Second, you have to present so many characters that you can’t explore any of them in much depth.
Third, you have to rely too much on coincidence to bring characters together and give the story some shape, some vertical development. Otherwise the horizontal spirals out to infinity.
Fourth, you often can’t find a way to end the story other than to just stop. When one story event doesn’t follow necessarily from another, there is no ‘right’ final scene, just the last thing that happened in time.
To deal with these problems, the first thing the horizontal storyteller has to do is come up with an organizing principle, an underlying unifier that gives a logic to the unfolding. Writers Paul Haggis and Bobby Moresco use a subject, and this immediately causes problems of its own.
The first problem these writers encounter by using a subject is that the one they choose, racism, is likely to blow up in their face. Any story that tries to talk about racism will appear to many in the audience to be racist. If the strategy is to show characters believing the stereotypes of the various races in order to reverse or upset them, the author may seem to believe the stereotypes himself.

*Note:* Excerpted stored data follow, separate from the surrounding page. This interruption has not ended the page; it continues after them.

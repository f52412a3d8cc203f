//! Cordelia Server CLI
//!
//! Starts the admissibility gate HTTP server.

use anyhow::Context;
use cordelia_server::{config::ServerConfig, start_server};
use std::env;
use std::process;

#[tokio::main]
async fn main() {
    if let Err(e) = run().await {
        eprintln!("Error: {:#}", e);
        process::exit(1);
    }
}

async fn run() -> anyhow::Result<()> {
    // Parse command-line arguments
    let args: Vec<String> = env::args().collect();

    let config = if args.len() > 2 && args[1] == "--config" {
        let config_path = &args[2];
        let mut config = ServerConfig::from_file(config_path)
            .with_context(|| format!("loading {}", config_path))?;
        // Environment wins over the file
        config
            .apply_env()
            .context("applying environment overrides")?;
        config
    } else if args.len() > 1 && args[1] == "--help" {
        print_help();
        process::exit(0);
    } else {
        ServerConfig::from_env().context("reading configuration from environment")?
    };

    start_server(config).await?;

    Ok(())
}

fn print_help() {
    println!("Cordelia - Admissibility gate for generative output");
    println!();
    println!("USAGE:");
    println!("    cordelia-server [--config <path-to-config.toml>]");
    println!();
    println!("OPTIONS:");
    println!("    --config <file>    Load configuration from TOML file");
    println!("    --help             Print this help message");
    println!();
    println!("ENVIRONMENT (overrides the file):");
    println!("    ARCHITECT_KEY        Shared secret for the X-Sovereign-Key header");
    println!("    HOST, PORT           Bind address (default 0.0.0.0:5000)");
    println!("    RATE_LIMIT_COUNT     Requests per window (default 10)");
    println!("    RATE_LIMIT_PERIOD    Window in seconds (default 60)");
    println!("    MAX_PROMPT_LENGTH    Characters (default 2048)");
    println!("    SCORING_MODE         score | review");
    println!("    KINETIC_WEIGHT, POTENTIAL_WEIGHT");
    println!("    GENERATOR_BACKEND    stub | ollama");
    println!("    VALIDATOR_BACKEND    none | ollama");
    println!("    OLLAMA_ENDPOINT, NAVIGATOR_MODEL, ARBITER_MODEL");
    println!("    RUST_LOG             Log filter (default info)");
    println!();
}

A second problem the writers encounter by using a social subject as their organizing principle is that the story feels heavy-handed from the opening scene. When you are writing an extremely horizontal story, you have to do many more scenes of racial set-up, so the first third at least of the movie is in grave danger of infuriating the audience into giving up.

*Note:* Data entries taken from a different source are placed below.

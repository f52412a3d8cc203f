//! Structural checks on the incoming request body

use crate::GateError;
use serde_json::Value;

/// Bounds-checks the `{"prompt": ...}` payload
#[derive(Debug, Clone)]
pub struct InputValidator {
    max_length: usize,
}

impl InputValidator {
    /// Accept prompts of at most `max_length` characters
    pub fn new(max_length: usize) -> Self {
        Self { max_length }
    }

    /// Parse the body and check the prompt; returns it unchanged
    pub fn validate(&self, body: &[u8]) -> Result<String, GateError> {
        let prompt = parse_payload(body)?;
        self.check_prompt(prompt)
    }

    /// Empty and length checks on an already extracted prompt
    pub fn check_prompt(&self, prompt: Option<String>) -> Result<String, GateError> {
        let prompt = match prompt {
            Some(p) if !p.is_empty() => p,
            _ => return Err(GateError::EmptyPrompt),
        };

        let length = prompt.chars().count();
        if length > self.max_length {
            return Err(GateError::PromptTooLong {
                length,
                max: self.max_length,
            });
        }

        Ok(prompt)
    }
}

/// Extract `prompt` from a JSON object body
///
/// A missing or `null` prompt is `Ok(None)`; anything that is not an
/// object, or a prompt that is not a string, is `InvalidPayload`.
pub fn parse_payload(body: &[u8]) -> Result<Option<String>, GateError> {
    let json: Value = serde_json::from_slice(body)
        .map_err(|e| GateError::InvalidPayload(format!("Body must be JSON: {}", e)))?;

    let object = json
        .as_object()
        .ok_or_else(|| GateError::InvalidPayload("Body must be a JSON object".to_string()))?;

    match object.get("prompt") {
        None | Some(Value::Null) => Ok(None),
        Some(Value::String(prompt)) => Ok(Some(prompt.clone())),
        Some(_) => Err(GateError::InvalidPayload(
            "'prompt' must be a string".to_string(),
        )),
    }
}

Crash shows all of these problems of the horizontal form at the beginning. But Haggis and Moresco know how to use the benefits of the form as well. For example, they know that the horizontal story, while running the risk of superficiality, allows them to set up a giant moral accounting system. Each character, with his unique moral flaw, gets his poetic justice through the help of every other character. This is cosmic, Twilight Zone accounting, like Vertigo, but on a much grander scale.
With the thematic heavy-handedness in the beginning of the story, Crash’s grand accounting program may feel a bit schematic. The more you push the horizontal, the more you stretch the skin and bones of the organic body to its breaking point, the more you show the contrivance, the mechanism, of the author underneath.
But about a third of the way into this film, the benefits of the horizontal story form start to kick in. Much of the pleasure of the grand accounting comes in the pleasures of the comparisons, of who will show up to give a character his comeuppance. This is the pleasure of the grand story weave. It requires top plotting ability, and these writers have it.
The story weave, in the form of reveals and reversals, is also what saves the film from being too morally top-heavy. Having done the difficult set-up work, the film can run a series of great flips: the car on fire, the little girl, the guy releasing the slaves, etc.
Another benefit of the horizontal form is that you can set the firing pins to go off for all the characters about the same time, so you can give a succession of hard shots to the head and body of the audience. By the end of the film, these shots come with terrific intensity.
There is one more bonus to the horizontal story, and it’s a thematic one. This complex social weave is the story equivalent of a Breughel painting, for example, the large canvas of the village in winter where pockets of individuals and groups go about their daily affairs, largely unaware of each other, but as part of a diverse community where the hidden hand of mutual benefit is always working. In Crash, the characters are divided off from one another by their city and their cars. But in the rare moments of connection, these people, each with the same moral blind spot, show their essential humanity.